Voyage dans le lointain passé de la région : Il y a 75  millions d’années, 
100 à 150  mètres d’eau recouvraient les Charentes !


Des huîtres de Meschers aux dinosaures de Cherves, un patrimoine paléontogique inestimable et en partie unique au monde se trouve sous nos yeux. 

Ce livre est paru aux éditions du Croît Vif
 De nos jours, on ne parle que de réchauffement climatique et de la perspective peu réjouissante d’une montée des eaux qui donnerait aux côtes charentaises des allures vénitiennes. Ce ne serait qu’un retour aux sources : la région a déjà connu une telle situation en un temps reculé. Elle baigna longtemps sous les eaux ! Tous deux originaires de Charente-Maritime, les universitaires Romain Vullo et Didier Néraudeau (membre de l’Académie de Saintonge) viennent de publier un travail très intéressant sur la faune et la flore que l’on trouvait dans nos départements à une époque où l’homme restait à inventer. Les huîtres et autres coquillages fossiles, que le promeneur ramasse sur les falaises de Meschers ou tout simplement dans les champs, ne sont que les témoins - ou plutôt les empreintes - d’un monde bien vivant qui peuplait alors la Terre. «  Il s’agit d’un patrimoine paléontogique inestimable et en partie unique au monde  » souligne Didier Néraudeau. Dans la région, des dinosaures, des crocodiles, des poissons cuirassés (à écailles dures) évoluaient dans un delta qui a précédé l’actuelle carrière de Cherves, en Charente.

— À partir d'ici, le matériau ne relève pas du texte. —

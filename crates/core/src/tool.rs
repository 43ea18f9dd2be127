//! Tool gateway trait, tool call records, and the in-process tool registry.
//!
//! The agent loop never executes tools itself: it hands each validated call
//! to a [`ToolGateway`]. The gateway is usually a remote tool server; the
//! [`ToolRegistry`] is an in-process implementation for embedding and tests.

use crate::error::{ErrorPayload, GatewayError, ToolError};
use crate::message::{Message, MessageToolCall};
use async_trait::async_trait;
use chrono::{DateTime, Utc};
use serde::{Deserialize, Serialize};
use serde_json::{Map, Value, json};
use std::collections::{BTreeMap, HashMap};
use std::sync::Arc;
use tracing::{debug, info};

/// A validated request to execute a tool.
#[derive(Debug, Clone, PartialEq, Serialize, Deserialize)]
pub struct ToolCall {
    /// Unique call ID (matches the LLM's tool_call.id)
    pub id: String,

    /// Name of the tool to execute
    pub name: String,

    /// Decoded arguments
    #[serde(default)]
    pub arguments: Map<String, Value>,
}

impl ToolCall {
    pub fn new(id: impl Into<String>, name: impl Into<String>, arguments: Map<String, Value>) -> Self {
        Self {
            id: id.into(),
            name: name.into(),
            arguments,
        }
    }

    /// The wire form placed into the assistant message.
    pub fn to_message_call(&self) -> MessageToolCall {
        MessageToolCall {
            id: self.id.clone(),
            name: self.name.clone(),
            arguments: Value::Object(self.arguments.clone()).to_string(),
        }
    }
}

/// Lifecycle of one tool call inside a batch.
#[derive(Debug, Clone, Copy, PartialEq, Eq, Serialize, Deserialize)]
#[serde(rename_all = "lowercase")]
pub enum ToolStatus {
    Running,
    Completed,
    Failed,
}

/// The record of one tool call, streamed to observers and kept in results.
#[derive(Debug, Clone, PartialEq, Serialize, Deserialize)]
pub struct ToolResult {
    pub ok: bool,
    pub tool_name: String,
    pub tool_call_id: String,
    #[serde(default)]
    pub tool_arguments: Map<String, Value>,
    #[serde(default, skip_serializing_if = "Option::is_none")]
    pub result: Option<Value>,
    #[serde(default, skip_serializing_if = "Option::is_none")]
    pub error: Option<ErrorPayload>,
    pub agent_status: ToolStatus,
    #[serde(default, skip_serializing_if = "Option::is_none")]
    pub started_at: Option<DateTime<Utc>>,
    #[serde(default, skip_serializing_if = "Option::is_none")]
    pub completed_at: Option<DateTime<Utc>>,
    #[serde(default, skip_serializing_if = "Option::is_none")]
    pub duration_ms: Option<u64>,
}

impl ToolResult {
    /// A snapshot for a call that has been dispatched but not answered.
    pub fn running(call: &ToolCall) -> Self {
        Self {
            ok: false,
            tool_name: call.name.clone(),
            tool_call_id: call.id.clone(),
            tool_arguments: call.arguments.clone(),
            result: None,
            error: None,
            agent_status: ToolStatus::Running,
            started_at: Some(Utc::now()),
            completed_at: None,
            duration_ms: None,
        }
    }

    /// A failed record for a call that never reached the tool.
    pub fn rejected(call: &ToolCall, error: ErrorPayload) -> Self {
        let mut record = Self::running(call);
        record.started_at = None;
        record.fail(error)
    }

    pub fn complete(mut self, result: Value) -> Self {
        self.ok = true;
        self.result = Some(result);
        self.error = None;
        self.agent_status = ToolStatus::Completed;
        self.finish();
        self
    }

    pub fn fail(mut self, error: ErrorPayload) -> Self {
        self.ok = false;
        self.result = None;
        self.error = Some(error);
        self.agent_status = ToolStatus::Failed;
        self.finish();
        self
    }

    fn finish(&mut self) {
        let now = Utc::now();
        self.completed_at = Some(now);
        self.duration_ms = self
            .started_at
            .map(|start| (now - start).num_milliseconds().max(0) as u64);
    }

    /// The tool message answering this call in the conversation.
    pub fn to_message(&self) -> Message {
        let mut body = Map::new();
        body.insert("ok".into(), json!(self.ok));
        match (&self.result, &self.error) {
            (_, Some(error)) => {
                body.insert("error".into(), error.to_value());
            }
            (Some(result), None) => {
                body.insert("result".into(), result.clone());
            }
            (None, None) => {}
        }
        body.insert("tool_name".into(), json!(self.tool_name));
        body.insert("tool_call_id".into(), json!(self.tool_call_id));
        body.insert(
            "tool_arguments".into(),
            Value::Object(self.tool_arguments.clone()),
        );
        Message::tool_result(
            self.tool_call_id.clone(),
            self.tool_name.clone(),
            Value::Object(body).to_string(),
        )
    }
}

/// The tool-execution backend driven by the agent loop.
///
/// `call_tool` returns the backend's raw envelope. A well-behaved backend
/// answers with an object carrying `ok` and either `result` or `error`;
/// the loop treats anything else as a protocol error.
#[async_trait]
pub trait ToolGateway: Send + Sync {
    /// Make sure the backend is reachable before a call is dispatched.
    async fn ensure_ready(&self) -> Result<(), GatewayError> {
        Ok(())
    }

    /// Execute one named tool call.
    async fn call_tool(&self, name: &str, arguments: &Map<String, Value>) -> Result<Value, GatewayError>;

    /// Report backend health as a status map.
    async fn check_health(&self) -> Value;

    /// Parameter schemas of the exposed tools, keyed by tool name.
    async fn tool_schemas(&self) -> Result<BTreeMap<String, Value>, GatewayError> {
        Ok(BTreeMap::new())
    }
}

/// Yes/no prompt consulted before a mutating tool runs.
#[async_trait]
pub trait Confirmer: Send + Sync {
    async fn confirm(&self, prompt: &str) -> bool;
}

/// A tool implemented inside the process.
#[async_trait]
pub trait Tool: Send + Sync {
    /// The unique name of this tool (e.g., "get_requirement").
    fn name(&self) -> &str;

    /// A description of what this tool does.
    fn description(&self) -> &str;

    /// JSON Schema describing this tool's parameters.
    fn parameters_schema(&self) -> Value;

    /// Whether the tool changes state and therefore needs confirmation.
    fn is_mutating(&self) -> bool {
        false
    }

    /// Execute the tool with the given arguments.
    async fn execute(&self, arguments: &Map<String, Value>) -> Result<Value, ToolError>;
}

/// A registry of in-process tools, usable as a [`ToolGateway`].
///
/// Tool failures are reported in-band as `{ok: false, error}` envelopes,
/// the same way a remote tool server answers.
pub struct ToolRegistry {
    tools: HashMap<String, Box<dyn Tool>>,
    confirmer: Option<Arc<dyn Confirmer>>,
}

impl ToolRegistry {
    pub fn new() -> Self {
        Self {
            tools: HashMap::new(),
            confirmer: None,
        }
    }

    /// Require confirmation before mutating tools run.
    pub fn with_confirmer(mut self, confirmer: Arc<dyn Confirmer>) -> Self {
        self.confirmer = Some(confirmer);
        self
    }

    /// Register a tool. Replaces any existing tool with the same name.
    pub fn register(&mut self, tool: Box<dyn Tool>) {
        let name = tool.name().to_string();
        self.tools.insert(name, tool);
    }

    /// Get a tool by name.
    pub fn get(&self, name: &str) -> Option<&dyn Tool> {
        self.tools.get(name).map(|t| t.as_ref())
    }

    /// Parameter schemas keyed by tool name.
    pub fn schemas(&self) -> BTreeMap<String, Value> {
        self.tools
            .values()
            .map(|t| (t.name().to_string(), t.parameters_schema()))
            .collect()
    }

    /// List all registered tool names, sorted.
    pub fn names(&self) -> Vec<&str> {
        let mut names: Vec<&str> = self.tools.keys().map(|s| s.as_str()).collect();
        names.sort_unstable();
        names
    }

    async fn execute(&self, tool: &dyn Tool, arguments: &Map<String, Value>) -> Result<Value, ToolError> {
        if tool.is_mutating() {
            if let Some(confirmer) = &self.confirmer {
                let prompt = format!("Allow {} to modify data?", tool.name());
                if !confirmer.confirm(&prompt).await {
                    info!(tool = %tool.name(), "Mutating tool declined");
                    return Err(ToolError::Declined(tool.name().to_string()));
                }
            }
        }
        tool.execute(arguments).await
    }
}

impl Default for ToolRegistry {
    fn default() -> Self {
        Self::new()
    }
}

#[async_trait]
impl ToolGateway for ToolRegistry {
    async fn call_tool(&self, name: &str, arguments: &Map<String, Value>) -> Result<Value, GatewayError> {
        let tool = self
            .get(name)
            .ok_or_else(|| GatewayError::NotFound(format!("Unknown tool: {name}")))?;
        debug!(tool = %name, "Executing in-process tool");
        match self.execute(tool, arguments).await {
            Ok(result) => Ok(json!({"ok": true, "result": result})),
            Err(e) => Ok(json!({"ok": false, "error": e.to_payload().to_value()})),
        }
    }

    async fn check_health(&self) -> Value {
        let tools: Vec<Value> = self
            .names()
            .into_iter()
            .filter_map(|name| self.get(name))
            .map(|tool| {
                json!({
                    "name": tool.name(),
                    "description": tool.description(),
                    "mutating": tool.is_mutating(),
                })
            })
            .collect();
        json!({"ok": true, "tools": tools})
    }

    async fn tool_schemas(&self) -> Result<BTreeMap<String, Value>, GatewayError> {
        Ok(self.schemas())
    }
}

Nous ne sommes pas en pleine science-fiction : toutes ces ’’bestioles’’ existaient au Jurassique (ère qui a inspiré le film de Spielberg, Jurassic Park) ! Ce fabuleux héritage valait bien un livre que présente Didier Néraudeau.

Le chercheur Didier Néraudeau
Didier Néraudeau, comment est née l’idée de ce livre ‘‘Fossiles de la préhistoire charentaise’’, travail minutieux que vous avez effectué avec Romain Vullo et le dessinateur Mazan ?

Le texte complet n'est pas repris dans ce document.